It is best to initialize the loop within the routine as it makes the code less clunky and it is easier to use
conditional code (such as btfss, decfsz, and incfsz). The reason being that if the loop is initialized after the
call statement, code like this can be used:
btfss STATUS,Z ; check if the previous operation yielded zero
call delay ; delay for some amount of time
while in contrast, this would not be possible if the loop was initialized outside of the subroutine:
btfss STATUS,Z ; check if the previous operation yields zero
clrf aa ; clear the aa variable
call delay ; call the delay
As you see by these two examples, only in the first example is the delay conditional. The second example is
not equivalent to the first as the only part which is conditional, is the clrf aa. If the previous operation does
not yield zero then do not clear aa is not equivalent to call the delay routine if the previous operation does
not yield zero.
As to initializing within subroutines there are two choices, static delay loops and variable delay loops
Here are examples of how static loops are to be initialized:
; one stage delay loop subroutine
delay:
movlw D'5' ; 1 cycle
movwf aa ; 1 cycle
<code for one stage delay loop>
return
; two stage delay loop subroutine
delay:
movwf aa ; 1 cycle
movwf bb ; 1 cycle
<code for two stage delay loop>
return
; three stage delay loop subroutine
delay:
movwf aa ; 1 cycle
movwf bb ; 1 cycle
movwf cc ; 1 cycle
<code for three stage delay loop>
return
From here, it should be noticed that for static delay loop subroutines, that if the loop involves N variables, it
will require 2N cycles to initialize a variable. What this translates to is that for a one stage loop it takes 2
cycles to initialize, for a two stage loop it takes 4 cycles to initialize, and for a three stage loop it takes 6 cycles
to initialize. Similarly to the adjustments required in turning simple delay loops into a subroutines, we must
also add to those formulas the following additional cycles as follows:
cyc(aa) = 3aa + 3 u [6~771]
cyc(aa,bb) = 3aa + 770bb - 765 u [8~197123]
becomes:
cyc(aa) = 3aa + 3 + 2 u [6 + 2~771 + 2]
cyc(aa,bb) = 3aa + 770bb - 765 + 4 u [8 + 4~197123 + 4]
cyc(aa,bb,cc) = 3aa + 770bb + 197122cc - 197885 + 6 u [10 + 6~50463235 + 6]
and simplifies to:
cyc(aa) = 3aa + 5 u [8~773]
cyc(aa,bb) = 3aa + 770bb - 761 u [12~197127]

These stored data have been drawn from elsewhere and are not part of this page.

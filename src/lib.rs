//! 访问管理控制台
//! 用户、组嵌套关系、服务资源与授权的管理与有效权限解析

pub mod auth;
pub mod config;
pub mod db;
pub mod error;
pub mod graph;
pub mod handlers;
pub mod middleware;
pub mod models;
pub mod repository;
pub mod routes;
pub mod services;
pub mod telemetry;
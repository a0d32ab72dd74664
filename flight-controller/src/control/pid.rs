//! Single-axis PID primitive.
//!
//! The gains live in [`PidParams`] and belong to the configuration, the
//! memory lives in [`PidState`] and belongs to whichever loop owns it. A
//! `PidState` knows nothing about axes or modes.

use super::integrator::{constraint_value, Integrator};

#[derive(Debug, Clone, Copy, PartialEq)]
pub struct PidParams {
    pub proportional: f32,
    pub integral: f32,
    pub derivative: f32,
    /// Bound on the accumulated `error * dt`, before the integral gain.
    pub integral_limit: f32,
    pub output_limit: f32,
}

#[derive(Debug, Clone, Copy, PartialEq, thiserror::Error)]
pub enum PidParamsError {
    #[error("{0} gain is not finite: {1}")]
    NonFiniteGain(&'static str, f32),

    #[error("{0} must be finite and non-negative, got {1}")]
    InvalidLimit(&'static str, f32),
}

/// A loop may only integrate or differentiate over a positive, finite step.
pub fn is_valid_iteration_time(iteration_length: f32) -> bool {
    iteration_length > 0.0 && iteration_length.is_finite()
}

impl Default for PidParams {
    fn default() -> Self {
        PidParams::new(0.0, 0.0, 0.0)
    }
}

impl PidParams {
    /// Gains with no effective integral or output limit.
    pub const fn new(proportional: f32, integral: f32, derivative: f32) -> Self {
        PidParams {
            proportional,
            integral,
            derivative,
            integral_limit: f32::MAX,
            output_limit: f32::MAX,
        }
    }

    pub const fn with_limits(mut self, integral_limit: f32, output_limit: f32) -> Self {
        self.integral_limit = integral_limit;
        self.output_limit = output_limit;
        self
    }

    pub fn validate(&self) -> Result<(), PidParamsError> {
        let gains = [
            ("proportional", self.proportional),
            ("integral", self.integral),
            ("derivative", self.derivative),
        ];
        for (field, value) in gains {
            if !value.is_finite() {
                return Err(PidParamsError::NonFiniteGain(field, value));
            }
        }

        let limits = [
            ("integral_limit", self.integral_limit),
            ("output_limit", self.output_limit),
        ];
        for (field, value) in limits {
            if !value.is_finite() || value < 0.0 {
                return Err(PidParamsError::InvalidLimit(field, value));
            }
        }
        Ok(())
    }
}

#[derive(Debug, Default, Clone, Copy, PartialEq)]
pub struct PidState {
    error_integrator: Integrator,
    previous_measurement: Option<f32>,
    last_output: f32,
}

impl PidState {
    pub fn new() -> Self {
        PidState::default()
    }

    /// Runs one step of the loop and returns the clamped output.
    ///
    /// The derivative acts on the measurement, not on the error, so a step
    /// in the setpoint does not kick the output. The first call after
    /// creation or [`reset_state`](Self::reset_state) has nothing to
    /// differentiate against and contributes no derivative.
    ///
    /// A non-positive (or non-finite) `iteration_length` is a caller bug.
    /// It is absorbed: nothing is integrated or differentiated, the state is
    /// left untouched and the previous output is returned again.
    pub fn update(
        &mut self,
        setpoint: f32,
        measurement: f32,
        iteration_length: f32,
        hold_integral: bool,
        params: &PidParams,
    ) -> f32 {
        if !is_valid_iteration_time(iteration_length) {
            return self.last_output;
        }

        let error = setpoint - measurement;
        if !hold_integral {
            self.error_integrator
                .add_new_value(error, iteration_length, params.integral_limit);
        }

        let change_rate = match self.previous_measurement {
            Some(previous) => (previous - measurement) / iteration_length,
            None => 0.0_f32,
        };
        self.previous_measurement = Some(measurement);

        let proportional_output = error * params.proportional;
        let integral_output = self.error_integrator.get_current_value() * params.integral;
        let derivative_output = change_rate * params.derivative;

        self.last_output = constraint_value(
            proportional_output + integral_output + derivative_output,
            params.output_limit,
        );
        self.last_output
    }

    pub fn reset_integral(&mut self) {
        self.error_integrator.reset();
    }

    /// Forgets everything, the next update behaves like a fresh controller.
    pub fn reset_state(&mut self) {
        *self = PidState::default();
    }

    pub fn integral(&self) -> f32 {
        self.error_integrator.get_current_value()
    }

    pub fn last_output(&self) -> f32 {
        self.last_output
    }
}
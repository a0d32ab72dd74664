pub mod error;
pub mod logger;
pub mod math;
pub mod time;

Static delay loops are great for when you only need a constant number of delay cycles, but what about when
it varies? We can use variable delay loops, and the code is as follows:
; one stage delay loop subroutine
delay:
movf aak,W ; 1 cycle
movwf aa ; 1 cycle
return
; two stage delay loop subroutine
delay:
movwf aa ; 1 cycle
movf bbk,W ; 1 cycle
movwf bb ; 1 cycle
<code for two stage delay loop>
return
; three stage delay loop subroutine
delay:
movwf aa ; 1 cycle
movf bbk,W ; 1 cycle
movwf bb ; 1 cycle
movf cck,W ; 1 cycle
movwf cc ; 1 cycle
<code for three stage delay loop>
return
Where aak, bbk, and cck, and the values you need to initialize only once. Afterward, whenever you call the
delay subroutine, it initializes the loop with aa = aak, bb = bbk, cc = cck, or mnemonically aa(variable) =
aa(constant). Should you desire to change the number of cycles to delay for, all that is needed to be changed
are the constant values.
With regards to the number of cycles that variable delay loops take, it is exactly the same as static delay
loops, thereby making the formulas (with the exception of the constant values playing a role):
cyc(aak) = 3aak + 5 u [8~773]
cyc(aak,bbk) = 3aak + 770bbk - 761 u [12~197127]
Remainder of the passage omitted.